THE HISTORICAL DEVELOPMENT OF THE ORAL LAW
The contemporary sources bear witness that there was a significant
body of Pharisaic, and then rabbinic, law in the first century.
The sources do not, however, indicate in any way that the Pharisees,
and then the Rabbis, claimed at that time that this law came from
Sinai or that it was solely an interpretation of the Torah.
The sources all speak in terms of tradition or an "oral tradition."1
None of them speak of an "Oral Law." "We thus have
indications that in the time of Josephus and Philo oral transmission
was looked upon as the characteristic medium of Pharisaic tradition."2
Though Josephus and Philo mention Pharisaic tradition, they do
not mention an "Oral law."
The Pharisees did try to increase the force of their tradition
by placing its origin as far back in the past as they could. "Josephus
brings this out when he says of the Jewish leaders, 'Their endeavour
is to have everything they ordain believed to be very ancient.'"3
Josephus gives some of the political history of this tradition.

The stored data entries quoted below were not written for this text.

//! Reconstruct discrete frames from an arbitrarily chunked byte stream.
//!
//! [`StreamDeframer`] owns the residual buffer for one connection. Each call
//! to [`ingest`](StreamDeframer::ingest) prepends the residual to the new
//! chunk, decodes as many whole frames as the buffer holds and keeps an owned
//! copy of the undecoded tail for the next chunk. Chunk boundaries therefore
//! never change which frames come out, or their order.
//!
//! A decode fault discards everything buffered, including the residual, and
//! the deframer resumes clean on the next chunk. This trades completeness for
//! the guarantee that corrupt state cannot wedge the stream in a fault loop.

use bytes::BytesMut;
use tracing::{trace, warn};

use crate::codec::{DecodeFault, Decoded, FrameDecoder};

/// Default cap on residual bytes held while waiting for a frame to complete.
pub const DEFAULT_MAX_BUFFERED: usize = 16 * 1024 * 1024;

/// Frames recovered from one chunk, plus the fault that ended decoding, if any.
#[derive(Debug, PartialEq, Eq)]
pub struct Ingested<F> {
    frames: Vec<F>,
    fault: Option<DecodeFault>,
}

impl<F> Ingested<F> {
    fn empty() -> Self {
        Self {
            frames: Vec::new(),
            fault: None,
        }
    }

    /// Frames decoded, in stream order.
    #[must_use]
    pub fn frames(&self) -> &[F] { &self.frames }

    /// Fault that caused the buffer to be discarded.
    #[must_use]
    pub fn fault(&self) -> Option<&DecodeFault> { self.fault.as_ref() }

    /// Consume, keeping only the frames.
    #[must_use]
    pub fn into_frames(self) -> Vec<F> { self.frames }

    /// Consume into frames and fault.
    #[must_use]
    pub fn into_parts(self) -> (Vec<F>, Option<DecodeFault>) { (self.frames, self.fault) }
}

/// Stateful deframer wrapping a pure [`FrameDecoder`].
///
/// Not shared between threads or connections: one instance per connection,
/// reset whenever that connection is torn down.
///
/// # Examples
///
/// ```
/// use thingwire::{codec::MqttPacketDecoder, deframer::StreamDeframer};
///
/// let mut deframer = StreamDeframer::new(MqttPacketDecoder::default());
/// // A PINGRESP split across two chunks.
/// assert!(deframer.ingest(&[0xd0]).frames().is_empty());
/// assert_eq!(deframer.residual_len(), 1);
/// assert_eq!(deframer.ingest(&[0x00]).frames().len(), 1);
/// assert_eq!(deframer.residual_len(), 0);
/// ```
#[derive(Debug)]
pub struct StreamDeframer<D> {
    decoder: D,
    residual: BytesMut,
    max_buffered: usize,
}

impl<D: FrameDecoder> StreamDeframer<D> {
    /// Create a deframer with an empty residual buffer.
    ///
    /// The residual cap defaults to [`DEFAULT_MAX_BUFFERED`], raised to the
    /// decoder's largest frame when that is bigger.
    #[must_use]
    pub fn new(decoder: D) -> Self {
        let max_buffered = buffer_floor(&decoder).max(DEFAULT_MAX_BUFFERED);
        Self {
            decoder,
            residual: BytesMut::new(),
            max_buffered,
        }
    }

    /// Cap the number of residual bytes retained between chunks.
    ///
    /// The cap never drops below the decoder's largest frame, so a frame the
    /// decoder accepts whole is also accepted when split across chunks.
    #[must_use]
    pub fn with_max_buffered(mut self, max_buffered: usize) -> Self {
        self.max_buffered = max_buffered.max(buffer_floor(&self.decoder));
        self
    }

    /// Effective residual cap.
    #[must_use]
    pub fn max_buffered(&self) -> usize { self.max_buffered }

    /// Decoder used for each frame.
    #[must_use]
    pub fn decoder(&self) -> &D { &self.decoder }

    /// Bytes received but not yet resolved into a frame.
    #[must_use]
    pub fn residual_len(&self) -> usize { self.residual.len() }

    /// Drop the residual buffer and its allocation.
    ///
    /// Frame boundaries mean nothing across connections, so this must run
    /// before the deframer sees bytes from a replacement connection.
    pub fn reset(&mut self) {
        if !self.residual.is_empty() {
            trace!(discarded = self.residual.len(), "resetting deframer residual");
        }
        self.residual = BytesMut::new();
    }

    /// Feed one chunk and return every frame it completes.
    ///
    /// An empty chunk is a no-op and leaves the residual untouched.
    pub fn ingest(&mut self, chunk: &[u8]) -> Ingested<D::Frame> {
        if chunk.is_empty() {
            return Ingested::empty();
        }

        let mut buffer = std::mem::take(&mut self.residual);
        buffer.extend_from_slice(chunk);

        let mut frames = Vec::new();
        let mut offset = 0;
        while offset < buffer.len() {
            match self.decoder.decode(&buffer, offset) {
                Ok(Decoded::Frame { frame, next }) if next > offset && next <= buffer.len() => {
                    frames.push(frame);
                    offset = next;
                }
                Ok(Decoded::Frame { next, .. }) => {
                    let fault = DecodeFault::NoProgress {
                        offset,
                        reported: next,
                    };
                    return Self::discard(frames, fault, buffer.len() - offset);
                }
                Ok(Decoded::Incomplete) => break,
                Err(fault) => return Self::discard(frames, fault, buffer.len() - offset),
            }
        }

        crate::metrics::inc_frames_decoded(frames.len());

        let pending = buffer.len() - offset;
        if pending > self.max_buffered {
            let fault = DecodeFault::BufferOverflow {
                buffered: pending,
                max: self.max_buffered,
            };
            return Self::discard(frames, fault, pending);
        }
        if pending > 0 {
            self.residual = BytesMut::from(&buffer[offset..]);
            trace!(pending, "buffered partial frame");
        }

        Ingested {
            frames,
            fault: None,
        }
    }

    fn discard(frames: Vec<D::Frame>, fault: DecodeFault, discarded: usize) -> Ingested<D::Frame> {
        warn!(
            error = %fault,
            kind = fault.kind(),
            discarded,
            recovered = frames.len(),
            "decode fault, discarding buffered bytes"
        );
        crate::metrics::inc_frames_decoded(frames.len());
        crate::metrics::inc_decode_faults(fault.kind());
        Ingested {
            frames,
            fault: Some(fault),
        }
    }
}

fn buffer_floor<D: FrameDecoder>(decoder: &D) -> usize { decoder.max_frame_len().unwrap_or(1).max(1) }

#[cfg(test)]
mod tests;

He tells us, for example, about the reign of Alexandra towards
the end of the Maccabean period. "So she made Hyrcanus [her
son] high-priest because he was the elder, but much more because
he cared not to meddle with politics, and permitted the Pharisees
to do everything; to whom also she ordered the multitude to be
obedient. She also restored again those practices which the Pharisees
had introduced, according to the traditions of their forefathers,
and which her father-in-law, Hyrcanus, had abrogated."4
In this account, the traditional practices of the Pharisees were
enforced upon the people by the ruling governmental power. The
extent of the common observance of Pharisaic traditions depended
upon the extent of Pharisee's own political power.
The Sadducees had a different power base - the Temple and its
institutions - and a different view of these traditions. Josephus
tells us, "What I would now explain is this, that the Pharisees
have delivered to the people a great many observances by succession
from their fathers, which are not written in the law of Moses;
and for that reason it is that the Sadducees reject them, and
say that we are to esteem those observances to be obligatory which
are in the written word, but are not to observe what are derived
from the tradition of our forefathers..."5
"...Josephus not only characterizes the Pharisaic ordinances
as 'unwritten', but as 'handed down by the fathers' (ek pateron
diadoke )."6 "A similar expression paradosin
ton presbuteron (traditions of the elders) is used in the
New Testament to designate the Pharisaic oral traditions. [Mk.7,3.5
(Mt. 15,2); cf. Galatians 1,14 and Eusebius, Ecclesiastical History,
IV, 22,8 who refers to the agrafos paradosis (unwritten
traditions) of the Jews.]"7
The Dead Sea Scrolls reinforce the point. "In sum, the Qumran
literature provides concrete and abundant examples of written
halakhic texts from the pre-rabbinic period. It moreover lacks
any trace of the distinction between Written Law and Oral Law
which is characteristic of rabbinic sources and which serves as
the basis of the contrasting forms of transmission."8 "
Joseph M. Baumgarten and Lawrence H. Schiffman have likewise shown
that the Qumran law books speak neither of an oral Torah nor of
two Torahs....It should be no less significant than the absence
of the term Oral Torah from Josephus' description of the Pharisees
and from the Qumran law books that this term is similarly absent
from the Mishnah and the Tosefta. Moreover, the term 'two Torahs'
is also absent from the Mishnah while none of the three attestations
of this term in the Tosefta refers to an Oral and a Written Torah.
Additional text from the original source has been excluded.